Самое сложное из того, что приходится переживать моим близким, – это мое отношение к профессии. Домой прихожу уже не я – тень, руины мои приходят. Терпеть все время руины тяжело. Я бы не хотел, чтобы ко мне руины приходили. По идее, это невыносимо…

…В картине «Бременские музыканты и Со», над которой я сейчас работаю, девятьсот восемьдесят семь кадров, я помню наизусть каждый дубль. Я, который забывает собственный телефон, никогда не думал, что на это способен.
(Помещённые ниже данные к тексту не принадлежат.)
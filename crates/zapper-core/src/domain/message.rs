use crate::error::CoreError;
use sha2::{Digest, Sha256};
use std::fmt;

/// Text sent to every recipient of a batch. Surrounding whitespace is
/// trimmed and the result is never empty.
#[derive(Debug, Clone, PartialEq, Eq)]
pub struct Message(String);

impl Message {
    pub fn new(raw: &str) -> Result<Self, CoreError> {
        let trimmed = raw.trim();
        if trimmed.is_empty() {
            return Err(CoreError::EmptyMessage);
        }
        Ok(Self(trimmed.to_string()))
    }

    pub fn as_str(&self) -> &str {
        &self.0
    }

    pub fn hash(&self) -> String {
        message_hash(&self.0)
    }
}

impl fmt::Display for Message {
    fn fmt(&self, f: &mut fmt::Formatter<'_>) -> fmt::Result {
        f.write_str(&self.0)
    }
}

/// Lowercase hex sha256 of the UTF-8 bytes of `text`.
pub fn message_hash(text: &str) -> String {
    let mut hasher = Sha256::new();
    hasher.update(text.as_bytes());
    hex::encode(hasher.finalize())
}
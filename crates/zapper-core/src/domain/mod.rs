pub mod message;
pub mod outcome;
pub mod phone;
pub mod record;
pub mod roster;
pub mod timing;

pub use message::{message_hash, Message};
pub use outcome::{DispatchOutcome, SkipReason};
pub use phone::{is_valid_number, normalize_number, CanonicalNumber, RejectReason};
pub use record::DispatchRecord;
pub use roster::{partition_numbers, RejectedNumber, Roster};
pub use timing::Timing;
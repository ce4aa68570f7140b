use crate::commands::{print_json, Context};
use anyhow::{Context as _, Result};
use clap::{Args, Subcommand};
use serde::Serialize;
use tracing::warn;
use zapper_core::CanonicalNumber;
use zapper_store::DispatchLog;

#[derive(Debug, Subcommand)]
pub enum LogCommand {
    /// List every dispatch record
    List(ListArgs),
    /// Tell whether a number already got a message
    Check(CheckArgs),
}

#[derive(Debug, Args)]
pub struct ListArgs {
    /// Only show records for this number
    #[arg(long)]
    pub number: Option<String>,
}

#[derive(Debug, Args)]
pub struct CheckArgs {
    pub number: String,
}

#[derive(Debug, Serialize)]
struct CheckReport<'a> {
    number: &'a CanonicalNumber,
    logged: bool,
}

pub fn list_records(ctx: &Context<'_>, args: ListArgs) -> Result<()> {
    let filter = args
        .number
        .as_deref()
        .map(CanonicalNumber::parse)
        .transpose()?;
    let log = DispatchLog::open(&ctx.log_path);
    let snapshot = log
        .read()
        .with_context(|| format!("read dispatch log {}", log.path().display()))?;
    if snapshot.skipped_lines > 0 {
        warn!(
            skipped = snapshot.skipped_lines,
            path = %log.path().display(),
            "ignored unreadable log lines"
        );
    }

    let records: Vec<_> = snapshot
        .records
        .into_iter()
        .filter(|record| match &filter {
            Some(number) => record.number == number.as_str(),
            None => true,
        })
        .collect();

    if ctx.json {
        return print_json(&records);
    }

    if records.is_empty() {
        println!("No dispatch records.");
        return Ok(());
    }
    for record in records {
        let hash = record.message_hash.get(..12).unwrap_or(&record.message_hash);
        println!("{}  {}", record.number, hash);
    }
    Ok(())
}

pub fn check_number(ctx: &Context<'_>, args: CheckArgs) -> Result<()> {
    let number = CanonicalNumber::parse(&args.number)?;
    let log = DispatchLog::open(&ctx.log_path);
    let logged = log
        .contains(&number)
        .with_context(|| format!("read dispatch log {}", log.path().display()))?;

    if ctx.json {
        return print_json(&CheckReport {
            number: &number,
            logged,
        });
    }

    if logged {
        println!("{number}: already sent");
    } else {
        println!("{number}: not sent");
    }
    Ok(())
}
Я не вижу человека. Вот смотрю на кого-то – думаете, вижу? Это у меня «аудио» идет, а «видео» – совсем другое: чего я сегодня склеить забыл. Несинхрон абсолютный. Такое состояние… Я не боюсь браться за работу. У меня и редактора нет, и второго режиссера. Я привык сам за все отвечать. Если что-то не получится, виноват буду только я. Но оно получится…

Кажется, Белла Ахмадулина сказала: «Кто чего боится, у того то и случится». Когда-то я снял полудокументальный фильм «Храм должен остаться храмом» – это был мой первый режиссерский опыт. Потом, у меня как у актера сто двадцать картин, и уж я в монтажной посидел. Я всегда сидел в монтажной у Балаяна, у Соловьева, у Гинзбурга…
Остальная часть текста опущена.